» The problem
Can you return the records below exactly as they stand, but only from the first line through the one with "do not match"?
Top of Supplied records
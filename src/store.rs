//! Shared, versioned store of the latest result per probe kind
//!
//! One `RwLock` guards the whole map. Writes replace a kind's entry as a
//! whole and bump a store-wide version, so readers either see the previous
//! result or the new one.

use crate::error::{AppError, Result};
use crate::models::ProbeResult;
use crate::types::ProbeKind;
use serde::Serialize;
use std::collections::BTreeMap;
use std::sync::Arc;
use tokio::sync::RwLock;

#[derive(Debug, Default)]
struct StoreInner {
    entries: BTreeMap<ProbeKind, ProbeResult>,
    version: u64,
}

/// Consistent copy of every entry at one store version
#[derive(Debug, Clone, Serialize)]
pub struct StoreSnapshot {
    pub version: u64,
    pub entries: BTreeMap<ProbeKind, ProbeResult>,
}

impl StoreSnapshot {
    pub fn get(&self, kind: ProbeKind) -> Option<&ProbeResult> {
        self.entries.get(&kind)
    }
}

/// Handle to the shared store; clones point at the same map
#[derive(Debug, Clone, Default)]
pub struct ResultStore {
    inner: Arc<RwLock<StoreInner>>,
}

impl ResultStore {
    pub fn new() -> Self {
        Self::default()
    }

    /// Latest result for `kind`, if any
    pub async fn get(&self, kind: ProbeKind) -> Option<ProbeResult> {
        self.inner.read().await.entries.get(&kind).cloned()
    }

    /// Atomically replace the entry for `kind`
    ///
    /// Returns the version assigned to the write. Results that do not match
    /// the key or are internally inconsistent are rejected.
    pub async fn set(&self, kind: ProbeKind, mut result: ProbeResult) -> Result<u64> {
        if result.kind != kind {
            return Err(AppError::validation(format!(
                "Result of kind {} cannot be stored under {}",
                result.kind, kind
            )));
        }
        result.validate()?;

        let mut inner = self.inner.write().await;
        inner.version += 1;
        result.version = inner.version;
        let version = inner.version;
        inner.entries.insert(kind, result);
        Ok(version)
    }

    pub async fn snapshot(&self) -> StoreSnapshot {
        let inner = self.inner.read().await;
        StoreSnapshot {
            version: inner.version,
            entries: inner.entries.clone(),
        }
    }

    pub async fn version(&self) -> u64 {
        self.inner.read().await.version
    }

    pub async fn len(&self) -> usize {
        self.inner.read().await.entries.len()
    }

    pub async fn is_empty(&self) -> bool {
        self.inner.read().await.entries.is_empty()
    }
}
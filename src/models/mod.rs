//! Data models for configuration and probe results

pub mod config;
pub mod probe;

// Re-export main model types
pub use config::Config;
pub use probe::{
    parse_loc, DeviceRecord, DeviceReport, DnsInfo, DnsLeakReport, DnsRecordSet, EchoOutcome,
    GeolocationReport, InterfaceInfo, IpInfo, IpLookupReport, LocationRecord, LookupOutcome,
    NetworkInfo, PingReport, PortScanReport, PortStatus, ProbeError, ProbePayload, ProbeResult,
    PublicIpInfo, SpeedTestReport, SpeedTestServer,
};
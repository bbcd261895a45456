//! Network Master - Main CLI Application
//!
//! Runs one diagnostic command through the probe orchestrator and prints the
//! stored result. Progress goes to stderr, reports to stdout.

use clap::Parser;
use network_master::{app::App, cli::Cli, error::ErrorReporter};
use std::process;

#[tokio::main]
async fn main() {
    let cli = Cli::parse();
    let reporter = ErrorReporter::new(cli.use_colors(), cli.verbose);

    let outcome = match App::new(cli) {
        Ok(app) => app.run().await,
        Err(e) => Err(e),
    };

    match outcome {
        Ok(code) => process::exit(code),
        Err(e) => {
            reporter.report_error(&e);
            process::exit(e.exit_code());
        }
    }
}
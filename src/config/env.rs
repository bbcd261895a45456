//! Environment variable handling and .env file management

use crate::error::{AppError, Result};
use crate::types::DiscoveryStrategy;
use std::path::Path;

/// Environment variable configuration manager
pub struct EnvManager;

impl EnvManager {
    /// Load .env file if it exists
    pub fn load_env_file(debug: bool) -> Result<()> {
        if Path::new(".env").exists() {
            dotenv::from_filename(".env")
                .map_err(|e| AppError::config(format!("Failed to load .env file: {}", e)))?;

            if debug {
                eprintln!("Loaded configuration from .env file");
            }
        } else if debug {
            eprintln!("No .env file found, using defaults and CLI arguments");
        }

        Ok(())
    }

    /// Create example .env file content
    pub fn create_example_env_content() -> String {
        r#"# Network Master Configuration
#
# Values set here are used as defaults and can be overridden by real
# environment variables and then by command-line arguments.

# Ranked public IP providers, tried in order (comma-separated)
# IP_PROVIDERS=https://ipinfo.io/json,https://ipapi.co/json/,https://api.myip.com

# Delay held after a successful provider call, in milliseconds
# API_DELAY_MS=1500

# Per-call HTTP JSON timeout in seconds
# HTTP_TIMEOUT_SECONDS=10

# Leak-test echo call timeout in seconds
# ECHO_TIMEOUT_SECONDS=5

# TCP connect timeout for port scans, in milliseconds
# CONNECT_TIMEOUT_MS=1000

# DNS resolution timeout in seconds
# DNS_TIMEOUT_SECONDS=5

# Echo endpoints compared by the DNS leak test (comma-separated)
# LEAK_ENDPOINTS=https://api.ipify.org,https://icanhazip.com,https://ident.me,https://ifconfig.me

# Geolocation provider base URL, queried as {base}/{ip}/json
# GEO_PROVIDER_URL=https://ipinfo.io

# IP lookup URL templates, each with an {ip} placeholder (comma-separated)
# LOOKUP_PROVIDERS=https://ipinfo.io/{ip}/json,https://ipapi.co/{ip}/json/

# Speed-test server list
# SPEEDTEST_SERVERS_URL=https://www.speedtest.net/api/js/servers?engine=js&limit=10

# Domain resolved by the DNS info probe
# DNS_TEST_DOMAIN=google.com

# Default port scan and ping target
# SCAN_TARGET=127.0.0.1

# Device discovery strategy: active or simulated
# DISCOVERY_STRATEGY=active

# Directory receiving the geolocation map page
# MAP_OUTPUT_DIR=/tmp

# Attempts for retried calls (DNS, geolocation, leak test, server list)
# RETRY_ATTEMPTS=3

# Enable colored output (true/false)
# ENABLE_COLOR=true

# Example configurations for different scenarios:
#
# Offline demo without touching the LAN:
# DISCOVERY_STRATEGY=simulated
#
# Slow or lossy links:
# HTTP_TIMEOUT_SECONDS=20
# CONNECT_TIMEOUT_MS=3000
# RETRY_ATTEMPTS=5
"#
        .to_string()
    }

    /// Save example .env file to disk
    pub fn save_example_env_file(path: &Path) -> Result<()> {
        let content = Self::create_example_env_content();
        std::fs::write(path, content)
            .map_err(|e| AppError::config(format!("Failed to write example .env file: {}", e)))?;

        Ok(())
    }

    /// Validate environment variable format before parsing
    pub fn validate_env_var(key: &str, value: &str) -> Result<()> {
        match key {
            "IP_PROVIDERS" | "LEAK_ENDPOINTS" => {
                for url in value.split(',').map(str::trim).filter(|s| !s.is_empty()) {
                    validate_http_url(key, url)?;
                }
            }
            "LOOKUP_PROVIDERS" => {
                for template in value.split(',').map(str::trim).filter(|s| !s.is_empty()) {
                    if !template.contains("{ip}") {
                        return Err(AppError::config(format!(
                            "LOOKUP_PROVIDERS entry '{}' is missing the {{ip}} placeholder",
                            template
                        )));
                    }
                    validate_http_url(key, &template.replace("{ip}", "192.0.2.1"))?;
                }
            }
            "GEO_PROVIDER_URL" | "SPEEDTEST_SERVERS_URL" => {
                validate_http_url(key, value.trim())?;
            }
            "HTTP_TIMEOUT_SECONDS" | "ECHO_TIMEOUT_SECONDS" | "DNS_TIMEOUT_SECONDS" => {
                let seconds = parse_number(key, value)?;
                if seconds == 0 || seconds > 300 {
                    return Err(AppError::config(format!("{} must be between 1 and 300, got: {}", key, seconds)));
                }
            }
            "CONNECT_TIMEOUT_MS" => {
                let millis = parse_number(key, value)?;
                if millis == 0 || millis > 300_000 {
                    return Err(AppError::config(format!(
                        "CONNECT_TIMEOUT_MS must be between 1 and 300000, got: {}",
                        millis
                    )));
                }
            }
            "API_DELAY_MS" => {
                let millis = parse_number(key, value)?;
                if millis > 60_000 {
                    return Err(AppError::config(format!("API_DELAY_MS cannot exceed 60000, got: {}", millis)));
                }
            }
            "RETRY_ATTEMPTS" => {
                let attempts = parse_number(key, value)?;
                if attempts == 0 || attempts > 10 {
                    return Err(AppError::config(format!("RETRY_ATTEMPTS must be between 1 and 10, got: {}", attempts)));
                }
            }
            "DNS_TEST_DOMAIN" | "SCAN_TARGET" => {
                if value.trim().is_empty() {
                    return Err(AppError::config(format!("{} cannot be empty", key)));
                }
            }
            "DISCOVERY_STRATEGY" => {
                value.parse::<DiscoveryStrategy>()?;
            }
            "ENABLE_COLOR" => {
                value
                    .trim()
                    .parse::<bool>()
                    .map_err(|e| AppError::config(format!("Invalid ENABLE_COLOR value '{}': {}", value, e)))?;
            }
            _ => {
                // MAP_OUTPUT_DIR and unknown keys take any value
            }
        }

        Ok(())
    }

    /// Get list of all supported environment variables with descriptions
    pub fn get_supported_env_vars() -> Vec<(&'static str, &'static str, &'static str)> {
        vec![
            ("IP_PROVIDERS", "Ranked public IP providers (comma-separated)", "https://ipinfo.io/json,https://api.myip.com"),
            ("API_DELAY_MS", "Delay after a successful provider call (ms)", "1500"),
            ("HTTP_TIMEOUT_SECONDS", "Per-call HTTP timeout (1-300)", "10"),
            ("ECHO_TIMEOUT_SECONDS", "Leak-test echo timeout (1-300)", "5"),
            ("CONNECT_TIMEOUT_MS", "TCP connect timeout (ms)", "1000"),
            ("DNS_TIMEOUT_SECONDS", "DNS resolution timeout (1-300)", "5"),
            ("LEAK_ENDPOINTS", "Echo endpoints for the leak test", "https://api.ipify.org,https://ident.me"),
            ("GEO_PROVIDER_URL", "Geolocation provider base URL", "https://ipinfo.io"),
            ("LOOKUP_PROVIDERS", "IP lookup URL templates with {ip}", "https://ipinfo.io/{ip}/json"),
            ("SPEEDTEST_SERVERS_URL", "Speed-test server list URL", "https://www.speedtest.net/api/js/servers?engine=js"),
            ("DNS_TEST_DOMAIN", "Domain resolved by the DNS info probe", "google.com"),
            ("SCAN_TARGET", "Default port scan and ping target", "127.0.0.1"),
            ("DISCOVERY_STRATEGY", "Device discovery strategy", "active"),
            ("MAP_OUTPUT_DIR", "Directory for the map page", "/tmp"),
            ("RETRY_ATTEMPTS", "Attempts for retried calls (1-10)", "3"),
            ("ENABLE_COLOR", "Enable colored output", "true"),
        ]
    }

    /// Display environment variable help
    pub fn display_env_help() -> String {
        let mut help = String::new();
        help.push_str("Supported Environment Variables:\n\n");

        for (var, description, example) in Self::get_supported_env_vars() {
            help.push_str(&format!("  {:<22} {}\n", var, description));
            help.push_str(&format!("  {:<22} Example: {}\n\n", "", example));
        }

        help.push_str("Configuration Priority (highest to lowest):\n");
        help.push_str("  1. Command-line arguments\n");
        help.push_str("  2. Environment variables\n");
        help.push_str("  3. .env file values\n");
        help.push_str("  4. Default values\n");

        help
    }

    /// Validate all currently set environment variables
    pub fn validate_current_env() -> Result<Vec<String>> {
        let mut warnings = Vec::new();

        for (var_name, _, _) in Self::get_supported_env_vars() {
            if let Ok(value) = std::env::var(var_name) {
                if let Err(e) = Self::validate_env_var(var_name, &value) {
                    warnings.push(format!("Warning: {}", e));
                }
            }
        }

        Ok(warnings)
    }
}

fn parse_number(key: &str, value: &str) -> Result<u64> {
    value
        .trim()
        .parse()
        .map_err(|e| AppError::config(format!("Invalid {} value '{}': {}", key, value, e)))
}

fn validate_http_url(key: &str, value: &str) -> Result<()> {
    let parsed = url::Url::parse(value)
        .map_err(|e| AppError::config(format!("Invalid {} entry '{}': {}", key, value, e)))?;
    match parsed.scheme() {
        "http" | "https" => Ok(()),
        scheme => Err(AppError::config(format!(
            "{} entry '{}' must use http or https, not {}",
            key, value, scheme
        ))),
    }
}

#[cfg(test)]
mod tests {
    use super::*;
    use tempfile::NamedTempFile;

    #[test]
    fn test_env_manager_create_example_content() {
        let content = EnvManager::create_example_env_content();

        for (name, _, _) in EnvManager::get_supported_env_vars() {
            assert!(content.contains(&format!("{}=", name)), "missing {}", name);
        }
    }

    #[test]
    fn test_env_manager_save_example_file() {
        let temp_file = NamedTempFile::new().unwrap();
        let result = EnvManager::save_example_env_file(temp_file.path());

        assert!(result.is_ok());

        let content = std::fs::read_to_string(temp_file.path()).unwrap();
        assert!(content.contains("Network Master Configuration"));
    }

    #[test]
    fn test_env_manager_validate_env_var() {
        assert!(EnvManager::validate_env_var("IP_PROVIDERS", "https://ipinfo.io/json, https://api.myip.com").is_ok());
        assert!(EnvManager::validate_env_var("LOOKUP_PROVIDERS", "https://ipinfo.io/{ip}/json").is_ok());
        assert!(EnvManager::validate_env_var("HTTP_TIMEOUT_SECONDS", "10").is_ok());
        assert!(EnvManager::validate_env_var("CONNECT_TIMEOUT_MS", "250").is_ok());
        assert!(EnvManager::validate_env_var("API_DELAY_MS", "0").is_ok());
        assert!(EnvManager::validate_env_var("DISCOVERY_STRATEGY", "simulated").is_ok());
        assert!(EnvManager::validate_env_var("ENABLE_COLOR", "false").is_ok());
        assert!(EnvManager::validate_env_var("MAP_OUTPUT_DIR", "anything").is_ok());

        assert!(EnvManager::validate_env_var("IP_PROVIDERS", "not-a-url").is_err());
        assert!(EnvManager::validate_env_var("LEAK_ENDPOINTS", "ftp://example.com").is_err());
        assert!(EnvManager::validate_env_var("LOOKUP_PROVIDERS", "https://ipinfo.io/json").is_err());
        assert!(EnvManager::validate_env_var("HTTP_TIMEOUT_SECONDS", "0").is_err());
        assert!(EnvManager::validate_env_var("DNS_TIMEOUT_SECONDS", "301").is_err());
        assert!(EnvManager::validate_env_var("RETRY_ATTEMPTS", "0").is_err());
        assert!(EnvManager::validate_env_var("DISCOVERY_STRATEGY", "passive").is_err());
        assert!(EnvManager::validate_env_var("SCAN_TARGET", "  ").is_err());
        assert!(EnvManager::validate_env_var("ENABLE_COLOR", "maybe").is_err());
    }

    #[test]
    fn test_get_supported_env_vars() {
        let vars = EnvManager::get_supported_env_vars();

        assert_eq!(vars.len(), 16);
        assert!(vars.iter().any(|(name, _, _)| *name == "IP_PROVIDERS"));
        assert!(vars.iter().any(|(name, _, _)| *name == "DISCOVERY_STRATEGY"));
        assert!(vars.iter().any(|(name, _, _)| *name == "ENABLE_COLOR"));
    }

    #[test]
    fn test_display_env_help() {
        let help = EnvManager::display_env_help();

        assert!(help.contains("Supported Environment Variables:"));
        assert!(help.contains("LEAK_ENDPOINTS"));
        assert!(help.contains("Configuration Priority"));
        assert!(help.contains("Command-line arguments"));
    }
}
Bottom of Supplied records
» Solution to the exercise
filename src/store.rs
//! Shared, versioned store of the latest result per probe kind
//!
//! One `RwLock` guards the whole map. Writes replace a kind's entry as a
//! whole and bump a store-wide version, so readers either see the previous
//! result or the new one.

use crate::error::{AppError, Result};
use crate::models::ProbeResult;
use crate::types::ProbeKind;
use serde::Serialize;
use std::collections::BTreeMap;
use std::sync::Arc;
use tokio::sync::RwLock;

#[derive(Debug, Default)]
struct StoreInner {
    entries: BTreeMap<ProbeKind, ProbeResult>,
    version: u64,
}

/// Consistent copy of every entry at one store version
#[derive(Debug, Clone, Serialize)]
pub struct StoreSnapshot {
    pub version: u64,
    pub entries: BTreeMap<ProbeKind, ProbeResult>,
}

impl StoreSnapshot {
    pub fn get(&self, kind: ProbeKind) -> Option<&ProbeResult> {
        self.entries.get(&kind)
    }
}

/// Handle to the shared store; clones point at the same map
#[derive(Debug, Clone, Default)]
pub struct ResultStore {
    inner: Arc<RwLock<StoreInner>>,
}

impl ResultStore {
    pub fn new() -> Self {
        Self::default()
    }

    /// Latest result for `kind`, if any
    pub async fn get(&self, kind: ProbeKind) -> Option<ProbeResult> {
        self.inner.read().await.entries.get(&kind).cloned()
    }

    /// Atomically replace the entry for `kind`
    ///
    /// Returns the version assigned to the write. Results that do not match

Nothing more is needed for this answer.